**What this task involves**
Restate the data below word for word, leaving nothing out.
━━━━━━━━━━━━━━━━
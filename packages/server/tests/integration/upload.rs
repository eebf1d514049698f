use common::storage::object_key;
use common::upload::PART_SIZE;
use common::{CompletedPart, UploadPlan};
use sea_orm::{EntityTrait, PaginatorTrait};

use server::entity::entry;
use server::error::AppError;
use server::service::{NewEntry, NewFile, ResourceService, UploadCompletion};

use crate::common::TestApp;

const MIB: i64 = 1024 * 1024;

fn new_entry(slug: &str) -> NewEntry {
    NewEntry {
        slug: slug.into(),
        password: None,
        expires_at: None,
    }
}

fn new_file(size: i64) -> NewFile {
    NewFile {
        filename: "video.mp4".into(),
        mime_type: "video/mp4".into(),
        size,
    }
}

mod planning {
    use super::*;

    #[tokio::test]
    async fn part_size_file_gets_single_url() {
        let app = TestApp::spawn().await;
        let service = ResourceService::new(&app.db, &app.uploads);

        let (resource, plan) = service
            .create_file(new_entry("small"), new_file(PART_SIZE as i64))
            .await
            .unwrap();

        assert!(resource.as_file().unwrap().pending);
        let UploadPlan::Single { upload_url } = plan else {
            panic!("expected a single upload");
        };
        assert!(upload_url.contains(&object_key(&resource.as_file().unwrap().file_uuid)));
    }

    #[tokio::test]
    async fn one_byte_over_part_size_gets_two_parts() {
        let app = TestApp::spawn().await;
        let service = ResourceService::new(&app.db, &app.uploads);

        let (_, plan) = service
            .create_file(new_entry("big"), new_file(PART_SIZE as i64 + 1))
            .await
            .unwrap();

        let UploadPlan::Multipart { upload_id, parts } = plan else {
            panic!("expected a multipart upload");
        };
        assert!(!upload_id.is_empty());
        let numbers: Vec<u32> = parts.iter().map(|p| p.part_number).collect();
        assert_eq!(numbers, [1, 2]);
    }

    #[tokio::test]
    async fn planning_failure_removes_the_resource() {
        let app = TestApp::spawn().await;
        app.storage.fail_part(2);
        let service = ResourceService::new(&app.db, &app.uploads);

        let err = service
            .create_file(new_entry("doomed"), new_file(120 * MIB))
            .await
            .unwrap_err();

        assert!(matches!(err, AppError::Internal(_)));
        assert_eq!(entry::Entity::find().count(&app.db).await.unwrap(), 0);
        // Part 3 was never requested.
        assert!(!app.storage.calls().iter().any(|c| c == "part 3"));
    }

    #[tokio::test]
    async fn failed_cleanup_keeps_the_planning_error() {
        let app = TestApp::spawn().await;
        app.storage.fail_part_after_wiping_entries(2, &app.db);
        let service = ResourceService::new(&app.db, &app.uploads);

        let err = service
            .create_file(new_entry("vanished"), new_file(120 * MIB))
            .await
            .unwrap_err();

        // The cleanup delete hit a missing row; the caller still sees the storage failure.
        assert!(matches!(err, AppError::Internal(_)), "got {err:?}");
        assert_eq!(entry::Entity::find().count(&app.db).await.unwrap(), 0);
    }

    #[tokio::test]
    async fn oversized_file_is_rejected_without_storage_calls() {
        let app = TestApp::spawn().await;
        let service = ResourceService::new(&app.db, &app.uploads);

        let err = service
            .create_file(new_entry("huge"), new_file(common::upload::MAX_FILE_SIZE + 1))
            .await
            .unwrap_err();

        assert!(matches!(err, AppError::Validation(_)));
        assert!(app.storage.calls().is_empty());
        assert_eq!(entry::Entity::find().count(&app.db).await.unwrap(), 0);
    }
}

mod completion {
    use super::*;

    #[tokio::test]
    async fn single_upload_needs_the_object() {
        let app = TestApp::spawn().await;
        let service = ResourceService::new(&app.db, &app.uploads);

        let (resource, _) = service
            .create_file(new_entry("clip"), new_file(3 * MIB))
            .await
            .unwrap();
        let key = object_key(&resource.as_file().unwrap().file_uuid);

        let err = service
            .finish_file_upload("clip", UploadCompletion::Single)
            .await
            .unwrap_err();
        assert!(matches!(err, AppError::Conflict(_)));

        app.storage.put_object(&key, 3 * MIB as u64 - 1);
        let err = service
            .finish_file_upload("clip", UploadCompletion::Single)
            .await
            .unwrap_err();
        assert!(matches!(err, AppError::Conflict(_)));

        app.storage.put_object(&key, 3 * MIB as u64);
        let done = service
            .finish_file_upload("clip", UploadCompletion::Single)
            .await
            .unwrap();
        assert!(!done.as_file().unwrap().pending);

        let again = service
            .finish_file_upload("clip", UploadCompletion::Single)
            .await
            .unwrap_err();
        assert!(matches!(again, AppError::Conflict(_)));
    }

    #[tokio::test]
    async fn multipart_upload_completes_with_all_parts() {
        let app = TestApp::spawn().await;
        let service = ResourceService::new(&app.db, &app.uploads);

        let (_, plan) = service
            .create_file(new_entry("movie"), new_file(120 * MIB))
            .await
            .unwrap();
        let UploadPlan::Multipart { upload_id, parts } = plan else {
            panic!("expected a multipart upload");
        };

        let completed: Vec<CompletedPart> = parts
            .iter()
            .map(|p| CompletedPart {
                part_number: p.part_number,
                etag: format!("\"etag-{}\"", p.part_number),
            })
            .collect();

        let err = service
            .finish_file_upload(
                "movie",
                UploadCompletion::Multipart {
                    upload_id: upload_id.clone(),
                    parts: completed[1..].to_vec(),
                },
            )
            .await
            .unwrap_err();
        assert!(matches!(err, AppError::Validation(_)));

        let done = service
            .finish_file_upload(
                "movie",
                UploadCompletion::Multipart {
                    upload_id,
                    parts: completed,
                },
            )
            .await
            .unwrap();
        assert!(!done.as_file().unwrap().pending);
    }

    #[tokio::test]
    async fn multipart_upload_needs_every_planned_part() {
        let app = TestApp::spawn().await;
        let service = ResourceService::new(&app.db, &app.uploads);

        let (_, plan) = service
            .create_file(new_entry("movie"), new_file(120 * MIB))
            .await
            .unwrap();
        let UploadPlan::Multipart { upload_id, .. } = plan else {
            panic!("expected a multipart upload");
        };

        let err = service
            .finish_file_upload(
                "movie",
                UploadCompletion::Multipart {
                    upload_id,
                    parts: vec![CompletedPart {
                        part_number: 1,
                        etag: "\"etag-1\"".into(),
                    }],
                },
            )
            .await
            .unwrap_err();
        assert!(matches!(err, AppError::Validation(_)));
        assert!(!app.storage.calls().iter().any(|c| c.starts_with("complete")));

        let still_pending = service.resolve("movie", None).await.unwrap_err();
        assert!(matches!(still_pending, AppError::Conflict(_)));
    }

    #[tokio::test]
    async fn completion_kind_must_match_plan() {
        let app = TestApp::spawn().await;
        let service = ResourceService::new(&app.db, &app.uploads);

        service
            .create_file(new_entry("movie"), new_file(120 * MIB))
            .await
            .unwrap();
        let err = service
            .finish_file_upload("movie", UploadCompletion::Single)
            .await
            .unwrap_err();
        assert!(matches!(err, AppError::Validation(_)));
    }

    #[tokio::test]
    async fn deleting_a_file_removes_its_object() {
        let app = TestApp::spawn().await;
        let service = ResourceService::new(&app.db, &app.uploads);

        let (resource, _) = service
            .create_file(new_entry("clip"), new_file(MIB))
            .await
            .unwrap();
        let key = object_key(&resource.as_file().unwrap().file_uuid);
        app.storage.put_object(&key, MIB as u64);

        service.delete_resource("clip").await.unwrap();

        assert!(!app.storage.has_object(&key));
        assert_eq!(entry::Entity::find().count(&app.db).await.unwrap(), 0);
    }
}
━━━━━━━━━━━━━━━━
**Task response**
filename packages/server/tests/integration/upload.rs
repository eebf1d514049698f
use common::storage::object_key;
use common::upload::PART_SIZE;
use common::{CompletedPart, UploadPlan};
use sea_orm::{EntityTrait, PaginatorTrait};

use server::entity::entry;
use server::error::AppError;
use server::service::{NewEntry, NewFile, ResourceService, UploadCompletion};

use crate::common::TestApp;

const MIB: i64 = 1024 * 1024;

fn new_entry(slug: &str) -> NewEntry {
    NewEntry {
        slug: slug.into(),
        password: None,
        expires_at: None,
    }
}

fn new_file(size: i64) -> NewFile {
    NewFile {
        filename: "video.mp4".into(),
        mime_type: "video/mp4".into(),
        size,
    }
}

mod planning {
    use super::*;

    #[tokio::test]
    async fn part_size_file_gets_single_url() {
        let app = TestApp::spawn().await;
        let service = ResourceService::new(&app.db, &app.uploads);

        let (resource, plan) = service
            .create_file(new_entry("small"), new_file(PART_SIZE as i64))
            .await
            .unwrap();

        assert!(resource.as_file().unwrap().pending);
        let UploadPlan::Single { upload_url } = plan else {
            panic!("expected a single upload");
        };
        assert!(upload_url.contains(&object_key(&resource.as_file().unwrap().file_uuid)));
    }

    #[tokio::test]
    async fn one_byte_over_part_size_gets_two_parts() {
        let app = TestApp::spawn().await;
        let service = ResourceService::new(&app.db, &app.uploads);

        let (_, plan) = service
            .create_file(new_entry("big"), new_file(PART_SIZE as i64 + 1))
            .await
            .unwrap();

        let UploadPlan::Multipart { upload_id, parts } = plan else {
            panic!("expected a multipart upload");
        };
        assert!(!upload_id.is_empty());
        let numbers: Vec<u32> = parts.iter().map(|p| p.part_number).collect();
        assert_eq!(numbers, [1, 2]);
    }

    #[tokio::test]
    async fn planning_failure_removes_the_resource() {
        let app = TestApp::spawn().await;
        app.storage.fail_part(2);
        let service = ResourceService::new(&app.db, &app.uploads);

        let err = service
            .create_file(new_entry("doomed"), new_file(120 * MIB))
            .await
            .unwrap_err();

        assert!(matches!(err, AppError::Internal(_)));
        assert_eq!(entry::Entity::find().count(&app.db).await.unwrap(), 0);
        // Part 3 was never requested.
        assert!(!app.storage.calls().iter().any(|c| c == "part 3"));
    }

    #[tokio::test]
    async fn failed_cleanup_keeps_the_planning_error() {
        let app = TestApp::spawn().await;
        app.storage.fail_part_after_wiping_entries(2, &app.db);
        let service = ResourceService::new(&app.db, &app.uploads);

        let err = service
            .create_file(new_entry("vanished"), new_file(120 * MIB))
            .await
            .unwrap_err();

        // The cleanup delete hit a missing row; the caller still sees the storage failure.
        assert!(matches!(err, AppError::Internal(_)), "got {err:?}");
        assert_eq!(entry::Entity::find().count(&app.db).await.unwrap(), 0);
    }

    #[tokio::test]
    async fn oversized_file_is_rejected_without_storage_calls() {
        let app = TestApp::spawn().await;
        let service = ResourceService::new(&app.db, &app.uploads);

        let err = service
            .create_file(new_entry("huge"), new_file(common::upload::MAX_FILE_SIZE + 1))
            .await
            .unwrap_err();

        assert!(matches!(err, AppError::Validation(_)));
        assert!(app.storage.calls().is_empty());
        assert_eq!(entry::Entity::find().count(&app.db).await.unwrap(), 0);
    }
}

mod completion {
    use super::*;

    #[tokio::test]
    async fn single_upload_needs_the_object() {
        let app = TestApp::spawn().await;
        let service = ResourceService::new(&app.db, &app.uploads);

        let (resource, _) = service
            .create_file(new_entry("clip"), new_file(3 * MIB))
            .await
            .unwrap();
        let key = object_key(&resource.as_file().unwrap().file_uuid);

        let err = service
            .finish_file_upload("clip", UploadCompletion::Single)
            .await
            .unwrap_err();
        assert!(matches!(err, AppError::Conflict(_)));

        app.storage.put_object(&key, 3 * MIB as u64 - 1);
        let err = service
            .finish_file_upload("clip", UploadCompletion::Single)
            .await
            .unwrap_err();
        assert!(matches!(err, AppError::Conflict(_)));

        app.storage.put_object(&key, 3 * MIB as u64);
        let done = service
            .finish_file_upload("clip", UploadCompletion::Single)
            .await
            .unwrap();
        assert!(!done.as_file().unwrap().pending);

        let again = service
            .finish_file_upload("clip", UploadCompletion::Single)
            .await
            .unwrap_err();
        assert!(matches!(again, AppError::Conflict(_)));
    }

    #[tokio::test]
    async fn multipart_upload_completes_with_all_parts() {
        let app = TestApp::spawn().await;
        let service = ResourceService::new(&app.db, &app.uploads);

        let (_, plan) = service
            .create_file(new_entry("movie"), new_file(120 * MIB))
            .await
            .unwrap();
        let UploadPlan::Multipart { upload_id, parts } = plan else {
            panic!("expected a multipart upload");
        };

        let completed: Vec<CompletedPart> = parts
            .iter()
            .map(|p| CompletedPart {
                part_number: p.part_number,
                etag: format!("\"etag-{}\"", p.part_number),
            })
            .collect();

        let err = service
            .finish_file_upload(
                "movie",
                UploadCompletion::Multipart {
                    upload_id: upload_id.clone(),
                    parts: completed[1..].to_vec(),
                },
            )
            .await
            .unwrap_err();
        assert!(matches!(err, AppError::Validation(_)));

        let done = service
            .finish_file_upload(
                "movie",
                UploadCompletion::Multipart {
                    upload_id,
                    parts: completed,
                },
            )
            .await
            .unwrap();
        assert!(!done.as_file().unwrap().pending);
    }

    #[tokio::test]
    async fn multipart_upload_needs_every_planned_part() {
        let app = TestApp::spawn().await;
        let service = ResourceService::new(&app.db, &app.uploads);

        let (_, plan) = service
            .create_file(new_entry("movie"), new_file(120 * MIB))
            .await
            .unwrap();
        let UploadPlan::Multipart { upload_id, .. } = plan else {
            panic!("expected a multipart upload");
        };

        let err = service
            .finish_file_upload(
                "movie",
                UploadCompletion::Multipart {
                    upload_id,
                    parts: vec![CompletedPart {
                        part_number: 1,
                        etag: "\"etag-1\"".into(),
                    }],
                },
            )
            .await
            .unwrap_err();
        assert!(matches!(err, AppError::Validation(_)));
        assert!(!app.storage.calls().iter().any(|c| c.starts_with("complete")));

        let still_pending = service.resolve("movie", None).await.unwrap_err();
        assert!(matches!(still_pending, AppError::Conflict(_)));
    }

    #[tokio::test]
    async fn completion_kind_must_match_plan() {
        let app = TestApp::spawn().await;
        let service = ResourceService::new(&app.db, &app.uploads);

        service
            .create_file(new_entry("movie"), new_file(120 * MIB))
            .await
            .unwrap();
        let err = service
            .finish_file_upload("movie", UploadCompletion::Single)
            .await
            .unwrap_err();
        assert!(matches!(err, AppError::Validation(_)));
    }

    #[tokio::test]
    async fn deleting_a_file_removes_its_object() {
        let app = TestApp::spawn().await;
        let service = ResourceService::new(&app.db, &app.uploads);

        let (resource, _) = service
            .create_file(new_entry("clip"), new_file(MIB))
            .await
            .unwrap();
        let key = object_key(&resource.as_file().unwrap().file_uuid);
        app.storage.put_object(&key, MIB as u64);

        service.delete_resource("clip").await.unwrap();

        assert!(!app.storage.has_object(&key));
        assert_eq!(entry::Entity::find().count(&app.db).await.unwrap(), 0);
    }
}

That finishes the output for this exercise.